Task instructions.
Every line below that holds the string "duration" should be copied out.

::::::

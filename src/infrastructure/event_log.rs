use std::fs::{self, File, OpenOptions};
use std::io::{BufWriter, Write};
use std::path::{Path, PathBuf};
use std::sync::Mutex;
use std::time::{SystemTime, UNIX_EPOCH};

use serde_json::{Map, Value};

use crate::application::palette::{Effect, Mode, Msg};

pub const DEBUG_RECORD_DIR: &str = ".rivet";

#[derive(Debug, Clone, PartialEq)]
pub struct Event {
    pub ts: u64,
    pub event: String,
    pub kind: String,
    pub data: Value,
}

impl Event {
    pub fn new(event: impl Into<String>, kind: impl Into<String>) -> Self {
        Self {
            ts: now_millis(),
            event: event.into(),
            kind: kind.into(),
            data: Value::Object(Map::new()),
        }
    }

    pub fn with_data(mut self, key: impl Into<String>, value: Value) -> Self {
        if let Value::Object(data) = &mut self.data {
            data.insert(key.into(), value);
        }
        self
    }

    fn with_path(self, key: &str, path: &Path) -> Self {
        self.with_data(key, Value::from(path.to_string_lossy().to_string()))
    }

    pub fn to_json_value(&self) -> Value {
        let mut object = Map::new();
        object.insert("ts".to_string(), Value::from(self.ts));
        object.insert("event".to_string(), Value::from(self.event.clone()));
        object.insert("kind".to_string(), Value::from(self.kind.clone()));
        object.insert("data".to_string(), self.data.clone());
        Value::Object(object)
    }
}

/// One record per reducer input. Completion errors and tool names are kept,
/// payload lists are reduced to their length.
pub fn msg_event(msg: &Msg) -> Event {
    let event = Event::new("msg", msg.kind());
    match msg {
        Msg::Key(name) => event.with_data("key", Value::from(name.clone())),
        Msg::ScanCompleted { result } => with_result(event, result, |dirs| {
            ("count", Value::from(dirs.len()))
        }),
        Msg::WorktreesLoaded { result } => with_result(event, result, |listing| {
            ("count", Value::from(listing.worktrees.len()))
        }),
        Msg::SessionsListed { result } => with_result(event, result, |sessions| {
            ("count", Value::from(sessions.len()))
        }),
        Msg::ProjectCreated { result } | Msg::WorktreeCreated { result } => {
            with_result(event, result, |path| {
                ("path", Value::from(path.to_string_lossy().to_string()))
            })
        }
        Msg::ProjectDeleted { result }
        | Msg::WorktreeDeleted { result }
        | Msg::SessionAttached { result } => with_result(event, result, |_| ("ok", Value::from(true))),
        Msg::QueryChanged { query }
        | Msg::WorktreeQueryChanged { query }
        | Msg::ToolQueryChanged { query }
        | Msg::SessionQueryChanged { query } => event.with_data("query", Value::from(query.clone())),
        Msg::ToolPrewarmStarted { dir_path, tool, .. }
        | Msg::ToolPrewarmExisting { dir_path, tool } => event
            .with_path("dir", dir_path)
            .with_data("tool", Value::from(tool.clone())),
        Msg::ToolDelayElapsed { tool } => event.with_data("tool", Value::from(tool.clone())),
        Msg::ToolPrewarmFailed {
            dir_path,
            tool,
            error,
        } => event
            .with_path("dir", dir_path)
            .with_data("tool", Value::from(tool.clone()))
            .with_data("error", Value::from(error.clone())),
    }
}

fn with_result<T>(
    event: Event,
    result: &Result<T, String>,
    describe: impl FnOnce(&T) -> (&'static str, Value),
) -> Event {
    match result {
        Ok(value) => {
            let (key, value) = describe(value);
            event.with_data(key, value)
        }
        Err(error) => event.with_data("error", Value::from(error.clone())),
    }
}

pub fn effect_event(effect: &Effect) -> Event {
    let event = Event::new("effect", effect.kind());
    match effect {
        Effect::ScanDirs { roots } => event.with_data("roots", Value::from(roots.len())),
        Effect::CreateProject { path }
        | Effect::DeleteProject { path }
        | Effect::LoadWorktrees { path } => event.with_path("path", path),
        Effect::CreateWorktree {
            project_path,
            branch,
        } => event
            .with_path("project", project_path)
            .with_data("branch", Value::from(branch.clone())),
        Effect::DeleteWorktree {
            project_path,
            worktree_path,
        } => event
            .with_path("project", project_path)
            .with_path("worktree", worktree_path),
        Effect::PrewarmAllTools { dir_path, tools } => event
            .with_path("dir", dir_path)
            .with_data("tools", Value::from(tools.clone())),
        Effect::CheckToolReady { spec } | Effect::OpenSession { spec } => event
            .with_path("dir", &spec.dir_path)
            .with_data("tool", Value::from(spec.tool.clone())),
        Effect::AttachSession { session } => {
            event.with_data("session", Value::from(session.name.clone()))
        }
        Effect::ListSessions | Effect::Quit => event,
    }
}

pub fn mode_change_event(from: Mode, to: Mode) -> Event {
    Event::new("mode_change", "mode_changed")
        .with_data("from", Value::from(from.name()))
        .with_data("to", Value::from(to.name()))
}

/// `<cwd>/.rivet/debug-record-<ts>-<pid>.jsonl`, creating the directory.
pub fn debug_record_path(cwd: &Path) -> std::io::Result<PathBuf> {
    let dir = cwd.join(DEBUG_RECORD_DIR);
    fs::create_dir_all(&dir)?;
    Ok(dir.join(format!(
        "debug-record-{}-{}.jsonl",
        now_millis(),
        std::process::id()
    )))
}

fn now_millis() -> u64 {
    let Ok(duration) = SystemTime::now().duration_since(UNIX_EPOCH) else {
        return 0;
    };
    u64::try_from(duration.as_millis()).unwrap_or(u64::MAX)
}

pub trait EventLogger: Send + Sync {
    fn log(&self, event: Event);
}

pub struct NullEventLogger;

impl EventLogger for NullEventLogger {
    fn log(&self, _event: Event) {}
}

pub struct FileEventLogger {
    writer: Mutex<BufWriter<File>>,
}

impl FileEventLogger {
    pub fn open(path: &Path) -> std::io::Result<Self> {
        let file = OpenOptions::new().create(true).append(true).open(path)?;
        Ok(Self {
            writer: Mutex::new(BufWriter::new(file)),
        })
    }
}

impl EventLogger for FileEventLogger {
    fn log(&self, event: Event) {
        let Ok(mut writer) = self.writer.lock() else {
            return;
        };

        let Ok(line) = serde_json::to_string(&event.to_json_value()) else {
            return;
        };

        if writer.write_all(line.as_bytes()).is_err() {
            return;
        }
        if writer.write_all(b"\n").is_err() {
            return;
        }
        let _ = writer.flush();
    }
}

#[cfg(test)]
mod tests;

::::::

Worked solution.
    let Ok(duration) = SystemTime::now().duration_since(UNIX_EPOCH) else {
    u64::try_from(duration.as_millis()).unwrap_or(u64::MAX)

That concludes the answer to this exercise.